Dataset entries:
>>>>>

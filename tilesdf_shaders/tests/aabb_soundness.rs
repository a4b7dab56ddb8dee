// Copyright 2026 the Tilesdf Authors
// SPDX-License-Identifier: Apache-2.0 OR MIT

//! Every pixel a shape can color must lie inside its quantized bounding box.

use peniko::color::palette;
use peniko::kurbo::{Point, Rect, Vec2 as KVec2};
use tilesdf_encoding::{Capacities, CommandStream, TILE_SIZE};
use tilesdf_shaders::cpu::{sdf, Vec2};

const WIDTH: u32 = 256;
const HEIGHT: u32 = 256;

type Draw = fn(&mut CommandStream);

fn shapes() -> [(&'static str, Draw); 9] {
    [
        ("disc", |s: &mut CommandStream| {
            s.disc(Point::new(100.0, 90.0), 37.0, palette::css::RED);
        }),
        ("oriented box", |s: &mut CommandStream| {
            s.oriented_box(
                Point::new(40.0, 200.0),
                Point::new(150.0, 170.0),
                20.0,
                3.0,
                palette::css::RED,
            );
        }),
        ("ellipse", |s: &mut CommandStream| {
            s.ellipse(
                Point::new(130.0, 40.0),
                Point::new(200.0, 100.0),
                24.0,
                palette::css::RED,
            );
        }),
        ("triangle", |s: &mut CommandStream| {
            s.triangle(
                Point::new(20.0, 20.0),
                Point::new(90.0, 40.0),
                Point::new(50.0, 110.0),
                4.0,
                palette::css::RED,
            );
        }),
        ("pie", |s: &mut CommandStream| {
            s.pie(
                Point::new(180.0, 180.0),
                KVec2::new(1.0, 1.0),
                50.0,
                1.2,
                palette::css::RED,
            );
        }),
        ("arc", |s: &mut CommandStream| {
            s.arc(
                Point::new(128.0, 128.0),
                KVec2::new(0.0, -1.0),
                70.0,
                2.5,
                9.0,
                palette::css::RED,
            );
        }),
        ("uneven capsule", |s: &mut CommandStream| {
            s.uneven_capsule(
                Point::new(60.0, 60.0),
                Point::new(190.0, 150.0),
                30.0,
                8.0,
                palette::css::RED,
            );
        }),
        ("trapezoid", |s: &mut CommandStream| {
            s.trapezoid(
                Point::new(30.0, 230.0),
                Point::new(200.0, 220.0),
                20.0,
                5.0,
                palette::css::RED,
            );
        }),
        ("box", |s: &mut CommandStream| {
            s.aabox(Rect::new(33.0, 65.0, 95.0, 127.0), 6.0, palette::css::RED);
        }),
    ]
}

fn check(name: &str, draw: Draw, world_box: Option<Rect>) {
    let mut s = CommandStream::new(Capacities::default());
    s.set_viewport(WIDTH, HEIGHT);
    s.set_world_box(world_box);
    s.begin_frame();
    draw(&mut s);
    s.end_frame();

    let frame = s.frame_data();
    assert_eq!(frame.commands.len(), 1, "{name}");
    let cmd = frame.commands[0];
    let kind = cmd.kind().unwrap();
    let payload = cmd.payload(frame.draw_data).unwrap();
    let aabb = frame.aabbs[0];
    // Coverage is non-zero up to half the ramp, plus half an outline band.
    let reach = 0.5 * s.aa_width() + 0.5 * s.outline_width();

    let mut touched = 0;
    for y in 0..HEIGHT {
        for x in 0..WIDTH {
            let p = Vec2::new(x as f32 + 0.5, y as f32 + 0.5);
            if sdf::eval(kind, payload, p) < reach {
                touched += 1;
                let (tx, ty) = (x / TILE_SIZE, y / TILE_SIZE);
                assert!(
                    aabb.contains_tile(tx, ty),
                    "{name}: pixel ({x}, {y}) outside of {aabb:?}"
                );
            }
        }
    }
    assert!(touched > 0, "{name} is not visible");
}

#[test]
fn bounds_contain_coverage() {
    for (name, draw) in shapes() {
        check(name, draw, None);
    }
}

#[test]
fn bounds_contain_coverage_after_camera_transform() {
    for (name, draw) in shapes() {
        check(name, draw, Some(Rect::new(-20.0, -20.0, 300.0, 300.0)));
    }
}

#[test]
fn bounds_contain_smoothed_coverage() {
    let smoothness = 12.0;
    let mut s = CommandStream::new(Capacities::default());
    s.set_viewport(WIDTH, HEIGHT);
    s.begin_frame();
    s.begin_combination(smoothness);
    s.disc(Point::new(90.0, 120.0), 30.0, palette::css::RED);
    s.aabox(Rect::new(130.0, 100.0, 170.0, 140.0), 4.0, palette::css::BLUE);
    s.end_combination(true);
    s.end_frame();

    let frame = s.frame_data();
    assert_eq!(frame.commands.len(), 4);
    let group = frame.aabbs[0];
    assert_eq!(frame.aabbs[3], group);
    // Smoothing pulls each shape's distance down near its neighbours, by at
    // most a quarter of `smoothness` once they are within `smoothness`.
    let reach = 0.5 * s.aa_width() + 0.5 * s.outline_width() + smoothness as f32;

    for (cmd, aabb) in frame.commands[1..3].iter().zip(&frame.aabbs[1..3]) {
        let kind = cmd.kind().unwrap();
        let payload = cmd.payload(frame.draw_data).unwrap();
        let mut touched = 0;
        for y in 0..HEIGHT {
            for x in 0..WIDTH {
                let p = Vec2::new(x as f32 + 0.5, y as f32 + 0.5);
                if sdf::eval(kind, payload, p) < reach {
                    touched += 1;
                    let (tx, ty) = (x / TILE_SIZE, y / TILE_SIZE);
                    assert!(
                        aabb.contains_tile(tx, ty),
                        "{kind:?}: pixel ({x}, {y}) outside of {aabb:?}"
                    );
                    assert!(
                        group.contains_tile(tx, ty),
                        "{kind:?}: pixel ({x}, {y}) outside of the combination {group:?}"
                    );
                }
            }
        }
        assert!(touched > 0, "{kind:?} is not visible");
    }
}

<<<<<

Exercise brief: Looking at the records above, work out how many lines include the word "group", then give that number by itself.

Answer space: 4